Aluguel residencial recua 0,9% em Belo Horizonte

Por: Juliana Siqueira

O valor médio de locação residencial em Belo Horizonte apresentou queda de 0,9% em novembro na comparação com outubro. No entanto, os números são positivos no acumulado do ano.

Nos 11 primeiros meses de 2020, a alta foi de 5,86%. Já na variação acumulada em 12 meses, houve avanço de 5,62%. Os dados são do Índice FipeZAP de Locação Residencial, divulgado ontem pela Fipe e o ZAP+.

O coordenador do FipeZAP, Eduardo Zylberstajn, ressalta que uma das razões para os incrementos é o ambiente econômico atual. “O ambiente econômico, especialmente com os juros baixos, estimulou bastante a demanda por imóveis. O momento do ciclo do mercado também é favorável: saímos de uma crise recente na qual os preços haviam caído e o nível de oferta de imóveis novos estava baixo”, explica ele.

Já sobre a queda em novembro na comparação com outubro, o coordenador destaca que oscilações são mesmo esperadas, ainda mais tendo em vista a crise sanitária provocada pela pandemia da Covid-19 em curso no País.

“Especialmente no mercado de locação, oscilações no curto prazo são esperadas, ainda mais em um momento de pandemia, incerteza fiscal e em relação ao auxílio emergencial e desemprego alto”, argumenta o especialista.

Aliás, quando o assunto é a pandemia da Covid-19, Zylberstajn explica que os impactos foram vistos em diferentes frentes, tanto no que diz respeito a uma valorização maior das residências quanto no que se relaciona à capacidade de pagamento do aluguel.

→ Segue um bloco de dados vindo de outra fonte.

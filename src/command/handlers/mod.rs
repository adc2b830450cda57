//! Command handlers for the supported actions

mod replace;
mod save;

pub use replace::handle_replace;
pub use save::handle_save;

“De um lado, fez com que as famílias considerassem melhorar suas condições de moradia por conta do maior tempo em casa. Por outro, os choques econômicos de curto prazo afetam a capacidade de pagamento, especialmente no aluguel”, pondera ele.

Perspectivas – Em relação ao que vem pela frente, quando todo esse momento desafiador chegar ao fim, as expectativas são positivas. Zylberstajn avalia que a tendência é de recuperação no setor. “A minha expectativa é de que, passada a fase crítica da pandemia, o mercado de locação também se recupere, em linha com o mercado de compra e venda”, destaca ele.

Apesar de registrar números positivos no acumulado do ano, o valor médio de locação residencial em Belo Horizonte ainda é um dos menores entre as capitais brasileiras, cotado a R$ 23,46/metro quadrado (m²), o que deixa o município no quarto lugar do ranking. À frente, com valores mais baixos, estão Fortaleza (R$ 17,26/m²), Goiânia (R$ 18,19/m²) e Curitiba (R$ 20,64/m²). Já o maior valor permanece com São Paulo (R$ 40,10/m²).

Em relação aos bairros mais valorizados da capital mineira no que diz respeito à locação residencial, o primeiro colocado é o Belvedere (R$ 39,34/m²), seguido por Boa Viagem (R$ 30,96/m²), Funcionários (R$ 28,52/m²), Carmo (R$ 28,19/m²) e Santo Agostinho (R$ 27,65/m²).